It is important, I think, to resist the inclination to lift a restrictive covenant out of an employment agreement and examine it in a disembodied manner, as if it were some strange scientific specimen under microscopic scrutiny. The validity, or otherwise, of a restrictive covenant can be determined only upon an overall assessment, of the clause, the agreement within which it is found, and all of the surrounding circumstances.
The distinction made in the cases between a restrictive covenant contained in an agreement for the sale of a business and one contained in a contract of employment is well-conceived and responsive to practical considerations. A person seeking to sell his business might find himself with an unsaleable commodity if denied the right to assure the purchaser that he, the vendor, would not later enter into competition. Difficulty lies in definition of the time during which, and the area within which, the non-competitive covenant is to operate, but if these are reasonable, the courts will normally give effect to the covenant.
A different situation, at least in theory, obtains in the negotiation of a contract of employment where an imbalance of bargaining power may lead to oppression and a denial of the right of the employee to exploit, following termination of employment, in the public interest and in his own interest, knowledge and skills obtained during employment. Again, a distinction is made. Although blanket restraints on freedom to compete are generally held unenforceable, the courts have recognized and afforded reasonable protection to trade secrets, confidential information, and trade connections of the employer. [Footnotes omitted.]

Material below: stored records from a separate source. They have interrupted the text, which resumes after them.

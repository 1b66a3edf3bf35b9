use std::sync::Arc;

use async_trait::async_trait;
use serde::{de::DeserializeOwned, Serialize};
use serde_json::{Map, Value};
use thiserror::Error;

use shared_models::error::AppError;

/// A stored record: a flat JSON object.
pub type Document = Map<String, Value>;

pub type SharedStore = Arc<dyn DocumentStore>;

#[derive(Error, Debug)]
pub enum StoreError {
    #[error("Store unavailable: {0}")]
    Unavailable(String),

    #[error("Unique constraint violated in '{collection}': {detail}")]
    UniqueViolation { collection: String, detail: String },

    #[error("Store rejected request ({status}): {message}")]
    Response { status: u16, message: String },

    #[error("Malformed document in '{collection}': {message}")]
    Decode { collection: String, message: String },
}

impl From<StoreError> for AppError {
    fn from(err: StoreError) -> Self {
        match err {
            StoreError::Unavailable(_) => AppError::ServiceUnavailable(err.to_string()),
            StoreError::UniqueViolation { .. } => AppError::Conflict(err.to_string()),
            StoreError::Response { .. } | StoreError::Decode { .. } => {
                AppError::Database(err.to_string())
            }
        }
    }
}

/// Exact-match conditions over top-level string fields. An empty filter
/// matches every document.
#[derive(Debug, Clone, Default, PartialEq, Eq)]
pub struct Filter {
    conditions: Vec<(String, String)>,
}

impl Filter {
    pub fn new() -> Self {
        Self::default()
    }

    pub fn eq(mut self, field: &str, value: impl Into<String>) -> Self {
        self.conditions.push((field.to_string(), value.into()));
        self
    }

    /// Adds the condition only when a non-empty value was supplied, so an
    /// absent or blank query parameter means "no filter".
    pub fn eq_opt(self, field: &str, value: Option<&str>) -> Self {
        match value {
            Some(value) if !value.is_empty() => self.eq(field, value),
            _ => self,
        }
    }

    pub fn is_empty(&self) -> bool {
        self.conditions.is_empty()
    }

    pub fn conditions(&self) -> &[(String, String)] {
        &self.conditions
    }

    pub fn matches(&self, document: &Document) -> bool {
        self.conditions.iter().all(|(field, expected)| {
            document
                .get(field)
                .and_then(Value::as_str)
                .map(|actual| actual == expected)
                .unwrap_or(false)
        })
    }
}

/// A document as returned by a store, with its store-assigned identifier
/// split out of the body.
#[derive(Debug, Clone, PartialEq)]
pub struct StoredDocument {
    pub id: String,
    pub fields: Document,
}

impl StoredDocument {
    /// Pulls the identifier out of `id_field`, removing it from the body.
    pub fn from_raw(collection: &str, mut raw: Document, id_field: &str) -> Result<Self, StoreError> {
        let id = match raw.remove(id_field) {
            Some(Value::String(id)) => id,
            Some(Value::Null) | None => {
                return Err(StoreError::Decode {
                    collection: collection.to_string(),
                    message: format!("missing identifier field '{}'", id_field),
                });
            }
            Some(other) => other.to_string(),
        };

        Ok(Self { id, fields: raw })
    }

    /// The public shape: body fields plus the identifier as a string `id`.
    pub fn into_public(self) -> Value {
        let mut fields = self.fields;
        fields.insert("id".to_string(), Value::String(self.id));
        Value::Object(fields)
    }

    pub fn decode<T: DeserializeOwned>(self, collection: &str) -> Result<T, StoreError> {
        serde_json::from_value(self.into_public()).map_err(|e| StoreError::Decode {
            collection: collection.to_string(),
            message: e.to_string(),
        })
    }
}

pub fn to_document<T: Serialize>(collection: &str, value: &T) -> Result<Document, StoreError> {
    match serde_json::to_value(value) {
        Ok(Value::Object(document)) => Ok(document),
        Ok(other) => Err(StoreError::Decode {
            collection: collection.to_string(),
            message: format!("expected an object, got {}", other),
        }),
        Err(e) => Err(StoreError::Decode {
            collection: collection.to_string(),
            message: e.to_string(),
        }),
    }
}

/// Insert and filtered-read over named collections.
#[async_trait]
pub trait DocumentStore: Send + Sync {
    fn backend_name(&self) -> &'static str;

    /// Inserts one document and returns its newly assigned identifier.
    async fn insert(&self, collection: &str, document: Document) -> Result<String, StoreError>;

    /// Returns every document matching `filter`, in store iteration order.
    async fn query(&self, collection: &str, filter: &Filter) -> Result<Vec<StoredDocument>, StoreError>;

    /// Declares that no two documents in `collection` may agree on all of
    /// `fields`. Later inserts breaking it fail with `UniqueViolation`.
    async fn ensure_unique_index(&self, collection: &str, fields: &[&str]) -> Result<(), StoreError>;

    async fn collections(&self) -> Result<Vec<String>, StoreError>;
}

 Whether a restrictive covenant in a franchise agreement should be viewed and treated as it is in a contract of employment because of an imbalance in bargaining power, or as it is in the sale of a business is the subject of recent ongoing debate. See Peter J. Klarfeld & Mark S. VanderBroek, “Law on Covenants Against Competition Shifts Toward Greater Enforceability by Franchisors” (Fall 2011) Franchise LJ 76; and Jennifer Dolman, Adam Ship, Rebecca Hall-McGuire & Tyler Wentzell, “Governing Principles & Recent Trends in the Enforcement of Restrictive Covenants in Franchise Agreements” (2014) Advocates’ Q 448.
 Although this case involves a restrictive covenant in a franchise agreement, I do not need to decide what level of scrutiny properly applies, because the focus of the inquiry is not the reasonableness of the extent of the temporal or territorial restrictions. Instead, it is whether there is a legitimate interest of the franchisor in this case that is entitled to the protection of the covenant. The requirement of a legitimate protectable interest is common to both levels of scrutiny.
 As Wagner J. explained in Payette, the test for reasonableness is whether the clause is “limited, as to its term and to the territory and activities to which it applies, to whatever is necessary for the protection of the legitimate interests of the party in whose favour it was granted”: para. 61 (citation omitted; emphasis added). See also Tank Lining Corp. v. Dunlop Industrial Ltd. (1982), 1982 CanLII 2023 (ON CA), 40 O.R. (2d) 219 (C.A.), at p. 224: “In all the cases the entitlement of a party to a contract to enforce a restrictive covenant is based in the protection of a legitimate or proprietary interest such as the goodwill of a business which has been purchased or the confidential information peculiar to employment.”